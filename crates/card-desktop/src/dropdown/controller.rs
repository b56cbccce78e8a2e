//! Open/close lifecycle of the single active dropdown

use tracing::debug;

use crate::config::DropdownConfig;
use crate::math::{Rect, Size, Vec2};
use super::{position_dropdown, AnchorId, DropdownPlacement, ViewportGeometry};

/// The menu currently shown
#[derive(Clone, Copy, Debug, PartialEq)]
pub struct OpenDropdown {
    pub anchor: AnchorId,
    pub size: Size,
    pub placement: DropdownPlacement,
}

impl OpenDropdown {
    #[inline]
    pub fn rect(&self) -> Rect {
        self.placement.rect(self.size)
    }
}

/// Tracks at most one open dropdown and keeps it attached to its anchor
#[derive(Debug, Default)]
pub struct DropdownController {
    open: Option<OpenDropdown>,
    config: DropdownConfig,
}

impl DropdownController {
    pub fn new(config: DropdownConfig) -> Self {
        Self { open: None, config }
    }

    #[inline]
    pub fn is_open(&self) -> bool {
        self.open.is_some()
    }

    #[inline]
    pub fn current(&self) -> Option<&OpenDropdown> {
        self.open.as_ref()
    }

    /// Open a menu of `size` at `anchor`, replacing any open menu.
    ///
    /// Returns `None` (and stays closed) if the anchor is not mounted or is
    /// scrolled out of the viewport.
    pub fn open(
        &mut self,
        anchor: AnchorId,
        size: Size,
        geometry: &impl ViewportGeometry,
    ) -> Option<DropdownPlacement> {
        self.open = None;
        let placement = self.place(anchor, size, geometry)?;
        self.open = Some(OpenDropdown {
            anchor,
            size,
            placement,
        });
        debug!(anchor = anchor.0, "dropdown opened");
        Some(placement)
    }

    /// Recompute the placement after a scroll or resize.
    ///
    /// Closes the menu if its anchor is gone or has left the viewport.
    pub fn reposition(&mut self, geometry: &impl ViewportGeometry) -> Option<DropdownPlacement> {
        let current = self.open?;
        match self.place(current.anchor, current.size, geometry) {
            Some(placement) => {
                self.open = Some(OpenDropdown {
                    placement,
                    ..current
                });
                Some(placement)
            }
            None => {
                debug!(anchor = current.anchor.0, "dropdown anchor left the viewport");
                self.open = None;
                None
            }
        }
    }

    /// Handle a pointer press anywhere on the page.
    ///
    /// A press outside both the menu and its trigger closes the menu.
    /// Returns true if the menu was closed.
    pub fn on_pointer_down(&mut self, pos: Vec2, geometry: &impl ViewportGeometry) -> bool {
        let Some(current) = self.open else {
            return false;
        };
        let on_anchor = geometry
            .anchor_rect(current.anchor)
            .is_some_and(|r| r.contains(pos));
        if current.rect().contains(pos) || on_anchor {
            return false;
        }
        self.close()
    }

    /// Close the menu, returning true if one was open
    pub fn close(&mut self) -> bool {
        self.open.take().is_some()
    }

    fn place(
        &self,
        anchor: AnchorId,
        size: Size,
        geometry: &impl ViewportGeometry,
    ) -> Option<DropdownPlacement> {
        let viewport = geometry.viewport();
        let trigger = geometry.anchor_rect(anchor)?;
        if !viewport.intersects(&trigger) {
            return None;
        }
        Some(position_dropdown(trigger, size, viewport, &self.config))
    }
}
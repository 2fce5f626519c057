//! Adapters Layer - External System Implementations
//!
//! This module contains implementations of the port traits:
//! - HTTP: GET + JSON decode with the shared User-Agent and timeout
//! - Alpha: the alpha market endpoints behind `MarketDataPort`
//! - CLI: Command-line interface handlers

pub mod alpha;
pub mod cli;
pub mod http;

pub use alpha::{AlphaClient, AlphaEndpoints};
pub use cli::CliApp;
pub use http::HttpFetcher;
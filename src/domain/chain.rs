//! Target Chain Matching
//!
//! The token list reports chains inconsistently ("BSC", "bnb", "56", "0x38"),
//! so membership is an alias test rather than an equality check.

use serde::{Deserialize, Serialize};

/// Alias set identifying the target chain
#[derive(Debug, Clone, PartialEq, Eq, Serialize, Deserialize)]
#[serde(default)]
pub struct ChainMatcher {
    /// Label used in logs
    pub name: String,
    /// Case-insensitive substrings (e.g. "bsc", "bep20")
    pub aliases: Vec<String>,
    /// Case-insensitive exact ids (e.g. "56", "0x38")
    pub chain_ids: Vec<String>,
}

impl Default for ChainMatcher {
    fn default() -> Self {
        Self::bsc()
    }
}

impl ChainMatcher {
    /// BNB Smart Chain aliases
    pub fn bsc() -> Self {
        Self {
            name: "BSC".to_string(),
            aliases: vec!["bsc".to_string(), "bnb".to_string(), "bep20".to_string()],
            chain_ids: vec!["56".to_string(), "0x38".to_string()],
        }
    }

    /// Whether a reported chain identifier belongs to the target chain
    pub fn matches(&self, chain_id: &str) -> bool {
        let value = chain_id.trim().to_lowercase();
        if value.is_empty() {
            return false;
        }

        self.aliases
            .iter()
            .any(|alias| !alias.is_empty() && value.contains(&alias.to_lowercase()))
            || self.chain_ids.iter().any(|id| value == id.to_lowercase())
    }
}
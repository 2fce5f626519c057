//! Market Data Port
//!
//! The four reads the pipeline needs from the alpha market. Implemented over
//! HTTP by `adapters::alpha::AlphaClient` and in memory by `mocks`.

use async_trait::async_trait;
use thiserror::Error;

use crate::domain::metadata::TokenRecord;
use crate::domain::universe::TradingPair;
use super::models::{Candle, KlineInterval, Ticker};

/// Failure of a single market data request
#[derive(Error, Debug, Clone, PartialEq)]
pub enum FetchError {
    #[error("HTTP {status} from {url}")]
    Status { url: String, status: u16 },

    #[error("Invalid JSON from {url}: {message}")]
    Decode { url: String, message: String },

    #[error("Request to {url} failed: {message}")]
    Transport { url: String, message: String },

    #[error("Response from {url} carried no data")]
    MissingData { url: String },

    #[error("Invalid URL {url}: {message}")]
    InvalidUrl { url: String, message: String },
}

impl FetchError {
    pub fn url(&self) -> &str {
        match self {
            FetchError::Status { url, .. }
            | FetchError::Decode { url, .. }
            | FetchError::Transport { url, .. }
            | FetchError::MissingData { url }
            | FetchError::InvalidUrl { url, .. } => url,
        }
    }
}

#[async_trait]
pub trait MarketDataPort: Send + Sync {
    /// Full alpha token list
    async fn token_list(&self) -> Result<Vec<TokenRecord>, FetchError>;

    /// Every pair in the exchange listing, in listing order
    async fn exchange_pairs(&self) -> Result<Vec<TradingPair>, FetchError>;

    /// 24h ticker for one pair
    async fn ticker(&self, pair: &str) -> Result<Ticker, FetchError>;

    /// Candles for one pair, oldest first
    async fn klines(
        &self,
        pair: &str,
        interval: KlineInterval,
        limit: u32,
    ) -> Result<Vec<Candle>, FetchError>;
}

════════════════

## PROBLEM DETAILS
Note down each line above where the word "single" occurs.

## SOLUTION TO THE EXERCISE
//! Open/close lifecycle of the single active dropdown
/// Failure of a single market data request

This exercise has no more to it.